When No Man’s Sky tells you it contains 18 quintillion planets, the number sounds like marketing bravado—an impossibly large figure meant to overwhelm rather than inform. After all, even if you visited one planet every second, it would take billions of years to see them all. But the real story behind that number isn’t hype. It’s a quietly radical piece of computer science—and a reminder that modern games are increasingly less about storage and more about simulation. At its core, No Man’s Sky does not store its universe. It calculates it. Traditional games rely on hand-built environments. Every mountain, city, and corridor is carefully authored and then saved on disk. Scale, in this model, is expensive. Bigger worlds mean bigger files, longer development cycles, and massive art teams. No Man’s Sky takes the opposite approach. Its universe exists as a set of mathematical rules combined with a single, shared starting value—often called a seed. From that seed, algorithms deterministically generate everything: star systems, planets, terrain, flora, fauna, even color palettes. Visit the same coordinates twice, and the same planet appears every time, down to the smallest rock formation. The result is staggering efficiency. The entire galaxy fits into a relatively small install size because almost none of it is pre-built. The game doesn’t ask, “What planet should we load?” It asks, “What planet would exist here, given these rules?” That’s how you get 18 quintillion planets without 18 quintillion files.

But the technical trick alone doesn’t explain why the universe feels so vast. Humans can’t meaningfully comprehend numbers beyond a few thousand. “Quintillion” might as well be infinity. And No Man’s Sky leans into that cognitive limitation. Most players will visit a few dozen planets, maybe a few hundred. Yet the game constantly reinforces the idea that what you’ve seen is insignificant. There is always another system, another jump, another unexplored region of space. The galaxy map scrolls on long after curiosity turns into fatigue. This isn’t accidental. The game’s design weaponizes incompleteness. Unlike most modern titles, No Man’s Sky has no expectation that you will finish it. There is no checklist for the universe. No progress bar. The scale exists not to be conquered, but to remind you that conquest is impossible. One of the game’s most controversial design choices is also one of its smartest: emptiness. Many planets are barren. Many star systems are unremarkable. Early critics mistook this for lack of content. In reality, it’s how scale is communicated. Real space is repetitive, lonely, and mostly empty—and No Man’s Sky dares to reflect that. If every planet were extraordinary, none of them would feel special. By allowing players to wander through stretches of monotony, the game creates contrast. Discovery becomes meaningful precisely because it’s rare.

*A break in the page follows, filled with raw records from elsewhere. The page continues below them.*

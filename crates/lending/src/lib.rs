//! Lending state: who has which book, and until when.
//!
//! Records are kept per book id in a [`LendingStore`]. The production store
//! is [`BackendStore`], which keeps the whole ledger as one JSON object on a
//! storage backend; [`MemoryStore`] is handy for tests and dry runs.

pub mod error;
mod memory;
mod record;
mod store;

pub use crate::memory::MemoryStore;
pub use crate::record::{BorrowRecord, LoanPeriod, format_date, parse_date};
pub use crate::store::{BackendStore, DEFAULT_KEY, Ledger, LendingStore};
pub use time::Date;
//! Document Error Types
//!
//! Structured errors using `exn` for automatic location tracking and error
//! tree construction.

use derive_more::{Display, Error};

/// A document error with automatic location tracking.
pub type Error = exn::Exn<ErrorKind>;
/// Result type alias for document operations.
pub type Result<T> = std::result::Result<T, Error>;

/// Actionable error categories.
#[derive(Debug, Display, Error, Clone, PartialEq, Eq)]
pub enum ErrorKind {
    /// The XML is not well-formed.
    #[display("malformed XML: {_0}")]
    Malformed(#[error(not(source))] String),
    /// The document contains no root element at all.
    #[display("document has no root element")]
    NoRootElement,
}

impl ErrorKind {
    /// Returns `true` if retrying might succeed.
    pub fn is_retryable(&self) -> bool {
        // A document is either well-formed or it isn't.
        false
    }
}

From a design perspective, this is risky. From a computational perspective, it’s elegant. Procedural generation thrives on variation within constraints. The trick isn’t randomness—it’s controlled randomness, where systems are flexible enough to surprise but stable enough to feel coherent.

Perhaps the most fascinating aspect of No Man’s Sky is that its universe behaves more like a database than a map. Planets aren’t static locations waiting to be explored; they are results of queries. Ask the galaxy, “What exists at these coordinates?” and the answer is calculated on demand. This mirrors broader trends in computing. Cloud services generate resources dynamically. AI systems produce outputs rather than retrieving them. Even scientific models increasingly simulate reality instead of recording it in full detail. In that sense, No Man’s Sky is less a traditional video game and more a playable systems demo—a demonstration of how far procedural logic can stretch when paired with modern hardware. The famous “18 quintillion” figure is both accurate and misleading. It implies abundance, but not experience. You’re not meant to see it all. You’re meant to feel small. That may explain why No Man’s Sky has endured. Over years of updates, Hello Games added narrative, multiplayer, and mechanical depth—but the mathematical foundation never changed. The universe was already there. What evolved was our understanding of what it was for. In the end, the game’s greatest achievement isn’t that it built a universe too large to explore. It’s that it convinced players to step into it anyway—knowing full well they would never reach the end. And maybe that’s the most realistic simulation of space we’ve ever had.